Records contained in a dataset:
* * * *

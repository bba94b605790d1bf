//! Recursive validator for a constrained JSON-Schema subset.
//!
//! The reference data schemas only use a small, predictable slice of JSON
//! Schema: `type`, `enum`, `const`, `pattern`, `minLength`, `minItems`,
//! `items`, `properties`/`required`/`additionalProperties:false`, `anyOf`
//! and `oneOf`. Rather than pulling in a full draft-2020 implementation,
//! this module walks exactly that subset and accumulates human-readable
//! error strings prefixed with a `$`-style path.
//!
//! Validation never fails with an exception: an absent or non-object schema
//! node is a silent no-op, and a type mismatch stops further checks on that
//! node only.

use serde_json::Value;

/// Validate `value` against `schema`, returning every violation found.
///
/// `path` seeds the error prefix; callers typically pass a collection-scoped
/// root such as `medications.dipirona`.
pub fn validate_against_schema(value: &Value, schema: &Value, path: &str) -> Vec<String> {
    let mut errors = Vec::new();
    validate_node(value, schema, path, &mut errors);
    errors
}

fn json_type_name(value: &Value) -> &'static str {
    match value {
        Value::Null => "null",
        Value::Bool(_) => "boolean",
        Value::Number(_) => "number",
        Value::String(_) => "string",
        Value::Array(_) => "array",
        Value::Object(_) => "object",
    }
}

fn validate_node(value: &Value, schema: &Value, path: &str, errors: &mut Vec<String>) {
    let Some(schema) = schema.as_object() else {
        return;
    };

    if let Some(branches) = schema.get("anyOf").and_then(Value::as_array) {
        let is_valid = branches.iter().any(|branch| {
            let mut local = Vec::new();
            validate_node(value, branch, path, &mut local);
            local.is_empty()
        });
        if !is_valid {
            errors.push(format!("{path}: does not satisfy anyOf schemas"));
        }
        return;
    }

    if let Some(branches) = schema.get("oneOf").and_then(Value::as_array) {
        let valid_count = branches
            .iter()
            .filter(|branch| {
                let mut local = Vec::new();
                validate_node(value, branch, path, &mut local);
                local.is_empty()
            })
            .count();
        if valid_count != 1 {
            errors.push(format!("{path}: must satisfy exactly one schema in oneOf"));
        }
        return;
    }

    if let Some(expected) = schema.get("const") {
        if value != expected {
            errors.push(format!("{path}: expected const {expected}"));
            return;
        }
    }

    if let Some(allowed) = schema.get("enum").and_then(Value::as_array) {
        if !allowed.contains(value) {
            errors.push(format!(
                "{path}: must be one of {}",
                Value::Array(allowed.clone())
            ));
            return;
        }
    }

    let declared_type = schema.get("type").and_then(Value::as_str);
    if let Some(expected) = declared_type {
        let actual = json_type_name(value);
        if actual != expected {
            errors.push(format!(
                "{path}: expected type \"{expected}\", got \"{actual}\""
            ));
            return;
        }
    }

    match declared_type {
        Some("string") => {
            let text = value.as_str().unwrap_or_default();
            if let Some(min) = schema.get("minLength").and_then(Value::as_u64) {
                if (text.chars().count() as u64) < min {
                    errors.push(format!("{path}: string length must be >= {min}"));
                }
            }
            if let Some(pattern) = schema.get("pattern").and_then(Value::as_str) {
                match regex::Regex::new(pattern) {
                    Ok(re) => {
                        if !re.is_match(text) {
                            errors.push(format!("{path}: does not match pattern {pattern}"));
                        }
                    }
                    Err(_) => {
                        errors.push(format!("{path}: schema pattern {pattern} is not valid"));
                    }
                }
            }
        }
        Some("array") => {
            let items = value.as_array().map(Vec::as_slice).unwrap_or_default();
            if let Some(min) = schema.get("minItems").and_then(Value::as_u64) {
                if (items.len() as u64) < min {
                    errors.push(format!("{path}: array length must be >= {min}"));
                }
            }
            if let Some(item_schema) = schema.get("items") {
                for (index, item) in items.iter().enumerate() {
                    validate_node(item, item_schema, &format!("{path}[{index}]"), errors);
                }
            }
        }
        Some("object") => {
            let object = match value.as_object() {
                Some(object) => object,
                None => return,
            };

            if let Some(required) = schema.get("required").and_then(Value::as_array) {
                for key in required.iter().filter_map(Value::as_str) {
                    if !object.contains_key(key) {
                        errors.push(format!("{path}: missing required property \"{key}\""));
                    }
                }
            }

            let properties = schema.get("properties").and_then(Value::as_object);
            if let Some(properties) = properties {
                for (key, prop_schema) in properties {
                    if let Some(prop_value) = object.get(key) {
                        validate_node(prop_value, prop_schema, &format!("{path}.{key}"), errors);
                    }
                }
            }

            if schema.get("additionalProperties") == Some(&Value::Bool(false)) {
                for key in object.keys() {
                    let declared = properties.map(|p| p.contains_key(key)).unwrap_or(false);
                    if !declared {
                        errors.push(format!("{path}: unexpected property \"{key}\""));
                    }
                }
            }
        }
        _ => {}
    }
}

* * * *

▸ **EXERCISE**: Each line of the data must be copied exactly as it appears.

▸ **THE ANSWER**:
repository bba94b605790d1bf
//! Recursive validator for a constrained JSON-Schema subset.
//!
//! The reference data schemas only use a small, predictable slice of JSON
//! Schema: `type`, `enum`, `const`, `pattern`, `minLength`, `minItems`,
//! `items`, `properties`/`required`/`additionalProperties:false`, `anyOf`
//! and `oneOf`. Rather than pulling in a full draft-2020 implementation,
//! this module walks exactly that subset and accumulates human-readable
//! error strings prefixed with a `$`-style path.
//!
//! Validation never fails with an exception: an absent or non-object schema
//! node is a silent no-op, and a type mismatch stops further checks on that
//! node only.

use serde_json::Value;

/// Validate `value` against `schema`, returning every violation found.
///
/// `path` seeds the error prefix; callers typically pass a collection-scoped
/// root such as `medications.dipirona`.
pub fn validate_against_schema(value: &Value, schema: &Value, path: &str) -> Vec<String> {
    let mut errors = Vec::new();
    validate_node(value, schema, path, &mut errors);
    errors
}

fn json_type_name(value: &Value) -> &'static str {
    match value {
        Value::Null => "null",
        Value::Bool(_) => "boolean",
        Value::Number(_) => "number",
        Value::String(_) => "string",
        Value::Array(_) => "array",
        Value::Object(_) => "object",
    }
}

fn validate_node(value: &Value, schema: &Value, path: &str, errors: &mut Vec<String>) {
    let Some(schema) = schema.as_object() else {
        return;
    };

    if let Some(branches) = schema.get("anyOf").and_then(Value::as_array) {
        let is_valid = branches.iter().any(|branch| {
            let mut local = Vec::new();
            validate_node(value, branch, path, &mut local);
            local.is_empty()
        });
        if !is_valid {
            errors.push(format!("{path}: does not satisfy anyOf schemas"));
        }
        return;
    }

    if let Some(branches) = schema.get("oneOf").and_then(Value::as_array) {
        let valid_count = branches
            .iter()
            .filter(|branch| {
                let mut local = Vec::new();
                validate_node(value, branch, path, &mut local);
                local.is_empty()
            })
            .count();
        if valid_count != 1 {
            errors.push(format!("{path}: must satisfy exactly one schema in oneOf"));
        }
        return;
    }

    if let Some(expected) = schema.get("const") {
        if value != expected {
            errors.push(format!("{path}: expected const {expected}"));
            return;
        }
    }

    if let Some(allowed) = schema.get("enum").and_then(Value::as_array) {
        if !allowed.contains(value) {
            errors.push(format!(
                "{path}: must be one of {}",
                Value::Array(allowed.clone())
            ));
            return;
        }
    }

    let declared_type = schema.get("type").and_then(Value::as_str);
    if let Some(expected) = declared_type {
        let actual = json_type_name(value);
        if actual != expected {
            errors.push(format!(
                "{path}: expected type \"{expected}\", got \"{actual}\""
            ));
            return;
        }
    }

    match declared_type {
        Some("string") => {
            let text = value.as_str().unwrap_or_default();
            if let Some(min) = schema.get("minLength").and_then(Value::as_u64) {
                if (text.chars().count() as u64) < min {
                    errors.push(format!("{path}: string length must be >= {min}"));
                }
            }
            if let Some(pattern) = schema.get("pattern").and_then(Value::as_str) {
                match regex::Regex::new(pattern) {
                    Ok(re) => {
                        if !re.is_match(text) {
                            errors.push(format!("{path}: does not match pattern {pattern}"));
                        }
                    }
                    Err(_) => {
                        errors.push(format!("{path}: schema pattern {pattern} is not valid"));
                    }
                }
            }
        }
        Some("array") => {
            let items = value.as_array().map(Vec::as_slice).unwrap_or_default();
            if let Some(min) = schema.get("minItems").and_then(Value::as_u64) {
                if (items.len() as u64) < min {
                    errors.push(format!("{path}: array length must be >= {min}"));
                }
            }
            if let Some(item_schema) = schema.get("items") {
                for (index, item) in items.iter().enumerate() {
                    validate_node(item, item_schema, &format!("{path}[{index}]"), errors);
                }
            }
        }
        Some("object") => {
            let object = match value.as_object() {
                Some(object) => object,
                None => return,
            };

            if let Some(required) = schema.get("required").and_then(Value::as_array) {
                for key in required.iter().filter_map(Value::as_str) {
                    if !object.contains_key(key) {
                        errors.push(format!("{path}: missing required property \"{key}\""));
                    }
                }
            }

            let properties = schema.get("properties").and_then(Value::as_object);
            if let Some(properties) = properties {
                for (key, prop_schema) in properties {
                    if let Some(prop_value) = object.get(key) {
                        validate_node(prop_value, prop_schema, &format!("{path}.{key}"), errors);
                    }
                }
            }

            if schema.get("additionalProperties") == Some(&Value::Bool(false)) {
                for key in object.keys() {
                    let declared = properties.map(|p| p.contains_key(key)).unwrap_or(false);
                    if !declared {
                        errors.push(format!("{path}: unexpected property \"{key}\""));
                    }
                }
            }
        }
        _ => {}
    }
}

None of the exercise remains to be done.